R.I.P. Federal Leisure Rate. Marriott no longer needs to incentivize federal workers to stay the weekend with discounts.




					viewfromthewing.com
				





Richard


----------



## elaine (Jul 25, 2021)

I noticed this a few months ago. We stayed at Marriotts a lot due to discounted govt rates. I think IHG might have changed, as well. It used to be govt employee and now I see more of the "on official orders" in the fine print.


----------



## wackymother (Jul 26, 2021)

My husband was a state employee for years, but I called quite a few hotels about that discount over the years. (It was called the "Government Rate," not the "Federal Government Rate.") We never used it even once. The hotels were always unsure about who qualified. Sometimes they would say it was only for active duty military. It never seemed like it worked right.


----------



## Luanne (Jul 26, 2021)

My daughter can use a federal employee discount, but only when she travels for business.  Just for grins we compared her discount with my senior discount for Marriott.  The senior discount was better.


----------



## davidvel (Jul 26, 2021)

Luanne said:


> My daughter can use a federal employee discount, but only when she travels for business.  Just for grins we compared her discount with my senior discount for Marriott.  The senior discount was better.
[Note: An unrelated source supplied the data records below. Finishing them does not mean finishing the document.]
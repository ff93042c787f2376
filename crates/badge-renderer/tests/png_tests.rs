//! Tests for the RGBA PNG encoder.
//!
//! Output is decoded with the `image` crate to check it is a valid PNG with
//! the expected dimensions, color type and pixels.

use badge_common::BadgeError;
use badge_renderer::png::{create_png, encode_png};
use image::{ColorType, Rgba, RgbaImage};
use test_utils::gradient_image;

#[test]
fn test_encoded_png_decodes_to_same_pixels() {
    let img = gradient_image(37, 11);
    let bytes = encode_png(&img).unwrap();

    assert_eq!(&bytes[..8], &[137, 80, 78, 71, 13, 10, 26, 10]);
    let decoded = image::load_from_memory(&bytes).unwrap();
    assert_eq!(decoded.color(), ColorType::Rgba8);
    assert_eq!(decoded.to_rgba8(), img);
}

#[test]
fn test_transparency_is_preserved() {
    let mut img = RgbaImage::from_pixel(4, 4, Rgba([0, 0, 0, 0]));
    img.put_pixel(1, 2, Rgba([255, 10, 20, 128]));
    let decoded = image::load_from_memory(&encode_png(&img).unwrap())
        .unwrap()
        .to_rgba8();
    assert_eq!(decoded.get_pixel(0, 0), &Rgba([0, 0, 0, 0]));
    assert_eq!(decoded.get_pixel(1, 2), &Rgba([255, 10, 20, 128]));
}

#[test]
fn test_rejects_empty_image() {
    assert!(matches!(create_png(&[], 0, 5), Err(BadgeError::Encode(_))));
}

#[test]
fn test_rejects_mismatched_buffer() {
    let pixels = vec![0u8; 4 * 3];
    assert!(matches!(create_png(&pixels, 2, 2), Err(BadgeError::Encode(_))));
}

#[test]
fn test_smooth_image_compresses() {
    let img = RgbaImage::from_pixel(200, 200, Rgba([226, 192, 156, 255]));
    let bytes = encode_png(&img).unwrap();
    assert!(bytes.len() < 200 * 200 * 4 / 20);
}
Yes, the times I've looked it was not the best rate available.


----------



## nerodog (Jul 26, 2021)

wackymother said:


> My husband was a state employee for years, but I called quite a few hotels about that discount over the years. (It was called the "Government Rate," not the "Federal Government Rate.") We never used it even once. The hotels were always unsure about who qualified. Sometimes they would say it was only for active duty military. It never seemed like it worked right.


I've used it many times as a state worker.  I was asked to show an ID.


----------



## Limace (Jul 26, 2021)

This headline is misleading-its just that you can’t use the govt rate when not on govt business-which as a state employee of 30 years I thought was always the case(though my state is stricter than the feds about never benefiting from your position-we can’t earn hotel award points of a govt stay either). 


Sent from my iPhone using Tapatalk


----------



## bizaro86 (Jul 26, 2021)

wackymother said:


> My husband was a state employee for years, but I called quite a few hotels about that discount over the years. (It was called the "Government Rate," not the "Federal Government Rate.") We never used it even once. The hotels were always unsure about who qualified. Sometimes they would say it was only for active duty military. It never seemed like it worked right.



Hotel front desk employees don't generally know much about bookings.

On the other hand, if you had showed up with a government rate booked showing his ID if asked would have almost certainly been no issue at all.


----------



## jwalk03 (Jul 26, 2021)

I have used the government rate several times, and only once have I ever been asked to provide an ID.


----------



## wackymother (Jul 26, 2021)

Thanks! Somehow I got the idea that if you did not show up in a full military uniform, they were going to question you.


----------